Of the four main areas where most studies of American black bears have taken place, wolves are present in two - the Great Lakes and Yellowstone Park. Here, perhaps, they have less direct effect on the local ecosystem, not because nothing is eating them, but because other predators (including brown bears, in the case of Yellowstone) are more influential. But, in the other two main study sites - Newfoundland and the Great Smoky Mountains National Park on the Tennessee/North Carolina border - there is nothing else of quite the same size to compete with.
This underlines the fuzzy nature of the concept of "apex predator". It's reasonable to argue that black bears, being omnivorous and eating more plant matter than meat, don't really count. Because they are relatively harmless to humans who leave them alone, unless they have cubs to defend, they rarely fit our usual concept of the term. And, in the western and northern US, where there are also wolves, and in Alaska and limited parts of the northwest, where they share the landscape with grizzlies, that could well be fair enough.
But in the east, where there are no longer wolves and have never been brown bears or cougars, black bears may be as close to an apex predator as you're going to get. Certainly, it seems that they have a direct, top-down effect on the other animals around them, ungulates and smaller carnivores alike.
[Photo by "Cephas" from Wikimedia Commons.]

"But in the east, where there are no longer wolves and have never been brown bears or cougars"
ReplyDeleteCougars are native to eastern North America and were only extirpated from there (outside Florida, where they still remain).

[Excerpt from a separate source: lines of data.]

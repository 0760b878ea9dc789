//! Definition rules for schemas and resource types.
//!
//! The registry applies these checks while it is being populated, so a
//! malformed definition stops the gateway at startup and can never reach a
//! client. The schema-validator binary runs the same checks against files.

use super::types::{AttributeDefinition, AttributeType, Returned, Schema};
use crate::error::{BuildError, BuildResult};
use std::collections::HashSet;

/// Check that a schema identifier is an absolute URI.
///
/// SCIM schema ids are URNs in practice; HTTP(S) URIs are tolerated for
/// custom schemas.
pub fn is_valid_schema_uri(value: &str) -> bool {
    if let Some(rest) = value.strip_prefix("urn:") {
        return rest.split(':').filter(|part| !part.is_empty()).count() >= 2
            && !value.chars().any(char::is_whitespace);
    }
    (value.starts_with("https://") || value.starts_with("http://"))
        && !value.chars().any(char::is_whitespace)
}

/// Validate a complete schema definition.
pub fn validate_schema(schema: &Schema) -> BuildResult<()> {
    if !is_valid_schema_uri(&schema.id) {
        return Err(BuildError::invalid_definition(
            &schema.id,
            "schema id must be a URN or an absolute HTTP(S) URI",
        ));
    }
    if schema.name.trim().is_empty() {
        return Err(BuildError::invalid_definition(
            &schema.id,
            "schema name cannot be empty",
        ));
    }
    if schema.attributes.is_empty() {
        return Err(BuildError::invalid_definition(
            &schema.id,
            "schema must define at least one attribute",
        ));
    }

    validate_attribute_list(&schema.id, "", &schema.attributes)
}

fn validate_attribute_list(
    schema_id: &str,
    parent: &str,
    attributes: &[AttributeDefinition],
) -> BuildResult<()> {
    let mut seen = HashSet::new();
    for attribute in attributes {
        // Attribute names are case-insensitive in SCIM.
        if !seen.insert(attribute.name.to_ascii_lowercase()) {
            return Err(BuildError::invalid_definition(
                schema_id,
                format!("duplicate attribute '{}{}'", parent, attribute.name),
            ));
        }
        validate_attribute(schema_id, parent, attribute)?;
    }
    Ok(())
}

/// Validate a single attribute definition and, recursively, its sub-attributes.
pub fn validate_attribute(
    schema_id: &str,
    parent: &str,
    attribute: &AttributeDefinition,
) -> BuildResult<()> {
    let path = format!("{}{}", parent, attribute.name);

    if attribute.name.trim().is_empty() {
        return Err(BuildError::invalid_definition(
            schema_id,
            format!("attribute under '{}' has an empty name", parent),
        ));
    }

    if attribute.required && attribute.returned == Returned::Never {
        return Err(BuildError::invalid_definition(
            schema_id,
            format!("required attribute '{}' cannot have returned=never", path),
        ));
    }

    if !attribute.canonical_values.is_empty() && attribute.data_type != AttributeType::String {
        return Err(BuildError::invalid_definition(
            schema_id,
            format!("canonical values are only allowed on string attribute '{}'", path),
        ));
    }

    if !attribute.reference_types.is_empty() && attribute.data_type != AttributeType::Reference {
        return Err(BuildError::invalid_definition(
            schema_id,
            format!("referenceTypes are only allowed on reference attribute '{}'", path),
        ));
    }

    match attribute.data_type {
        AttributeType::Complex => {
            if attribute.sub_attributes.is_empty() {
                return Err(BuildError::invalid_definition(
                    schema_id,
                    format!("complex attribute '{}' must have sub-attributes", path),
                ));
            }
            if !parent.is_empty() {
                return Err(BuildError::invalid_definition(
                    schema_id,
                    format!("complex attribute '{}' cannot be nested", path),
                ));
            }
            validate_attribute_list(schema_id, &format!("{}.", path), &attribute.sub_attributes)
        }
        _ if !attribute.sub_attributes.is_empty() => Err(BuildError::invalid_definition(
            schema_id,
            format!("non-complex attribute '{}' cannot have sub-attributes", path),
        )),
        _ => Ok(()),
    }
}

Also, it's worth noting that the context in which the American black bear occurs today, even in places that still have wolves, cougars or brown bears, is not truly a natural context - due to the extirpation of the jaguar (an animal that occasionally preys on black bears in Mexico) from the US, and the extinction of even larger carnivores (Smilodon fatalis, Panthera atrox) and one extremely large omnivore (Arctodus simus) following human colonization of the Americas - animals that would steal kills from/prey on American black bears rather than the other way around.
ReplyDeleteSo perhaps American black bears aren't a natural apex predator, but a manmade apex predator that is only able to have (part of) the ecological impact of an apex predator in heavily human-disturbed ecosystems missing multiple components.